Il dollaro USA si è rafforzato contro tutte le valute del G10 dopo che il presidente Trump ha nominato Kevin Warsh come prossimo presidente della Fed. Questa nomina è vista come una mossa che potrebbe rafforzare l’indipendenza della banca centrale e alleviare le preoccupazioni sulla svalutazione del dollaro. L’indice del dollaro statunitense (DXY) ha chiuso in rialzo, riflettendo questo sentimento rialzista. L’analisi del Gruppo UOB evidenzia una complessa interazione di fattori che influenzano la performance del dollaro.
Analisi della performance del dollaro USA
“Il dollaro statunitense si è rafforzato rispetto a tutte le valute del G10 venerdì (30 gennaio). La sovraperformance del dollaro è stata guidata dall’annuncio del presidente americano Trump di nominare l’ex governatore della Fed Kevin Warsh come suo prossimo presidente della Fed.”
“L’agenzia di intelligence di Bloomberg credeva che una Federal Reserve guidata da Warsh avrebbe potuto temporaneamente allentare il commercio di svalutazione del dollaro allentando le preoccupazioni sull’indipendenza della banca centrale”.

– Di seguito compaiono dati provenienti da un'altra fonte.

use crate::Metric;

/// Tunables for a [`DijkstraMap`](crate::DijkstraMap).
///
/// The defaults are 4-directional movement, a diagonal blocking requirement
/// of 2, an iteration cap of 500 steps (2000 for pre-scanned extraction) and
/// 50 attempts to move a blocked start onto open ground.
#[derive(Debug, Clone, Copy, PartialEq)]
#[cfg_attr(feature = "serde", derive(serde::Serialize, serde::Deserialize))]
pub struct DijkstraConfig {
    /// Distance metric used for scans and path extraction.
    pub metric: Metric,
    /// How many of the two orthogonal cells flanking a diagonal step must be
    /// blocked for the step to be rejected. 0 never rejects; values above 2
    /// are treated as 2.
    pub blocking_requirement: u8,
    /// Steps a path query may take, across ally retries, before giving up.
    pub iteration_cap: usize,
    /// Step limit for [`find_path_prescanned`](crate::DijkstraMap::find_path_prescanned).
    pub prescanned_cap: usize,
    /// Random relocations tried when a nearest-target search starts on a wall.
    pub perturb_attempts: usize,
}

impl Default for DijkstraConfig {
    fn default() -> Self {
        Self {
            metric: Metric::Manhattan,
            blocking_requirement: 2,
            iteration_cap: 500,
            prescanned_cap: 2000,
            perturb_attempts: 50,
        }
    }
}

impl DijkstraConfig {
    pub fn with_metric(mut self, metric: Metric) -> Self {
        self.metric = metric;
        self
    }

    /// Set the diagonal blocking requirement, clamped to `0..=2`.
    pub fn with_blocking_requirement(mut self, requirement: u8) -> Self {
        self.blocking_requirement = requirement.min(2);
        self
    }

    pub fn with_iteration_cap(mut self, cap: usize) -> Self {
        self.iteration_cap = cap;
        self
    }

    pub fn with_prescanned_cap(mut self, cap: usize) -> Self {
        self.prescanned_cap = cap;
        self
    }

    pub fn with_perturb_attempts(mut self, attempts: usize) -> Self {
        self.perturb_attempts = attempts;
        self
    }

    /// The blocking requirement as used by scans, never above 2.
    #[inline]
    pub(crate) fn blocking(&self) -> u8 {
        self.blocking_requirement.min(2)
    }
}

#[cfg(test)]
mod tests {
    use super::*;

    #[test]
    fn defaults() {
        let c = DijkstraConfig::default();
        assert_eq!(c.metric, Metric::Manhattan);
        assert_eq!(c.blocking_requirement, 2);
        assert_eq!(c.iteration_cap, 500);
        assert_eq!(c.prescanned_cap, 2000);
        assert_eq!(c.perturb_attempts, 50);
    }

    #[test]
    fn blocking_is_clamped() {
        let c = DijkstraConfig::default().with_blocking_requirement(7);
        assert_eq!(c.blocking_requirement, 2);
        let c = DijkstraConfig {
            blocking_requirement: 9,
            ..Default::default()
        };
        assert_eq!(c.blocking(), 2);
    }

    #[test]
    fn builders_chain() {
        let c = DijkstraConfig::default()
            .with_metric(Metric::Euclidean)
            .with_iteration_cap(10)
            .with_prescanned_cap(20)
            .with_perturb_attempts(3);
        assert_eq!(c.metric, Metric::Euclidean);
        assert_eq!((c.iteration_cap, c.prescanned_cap, c.perturb_attempts), (10, 20, 3));
    }
}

“L’indice del dollaro statunitense (DXY) ha chiuso in rialzo del +0,74% a 96,991 (rispetto alla chiusura della sessione precedente di 96,283). Tuttavia, per la settimana, il DXY è sceso del -0,62% e del -1,35% per il mese.”
(Questo articolo è stato creato utilizzando uno strumento di intelligenza artificiale e rivisto da un editore.)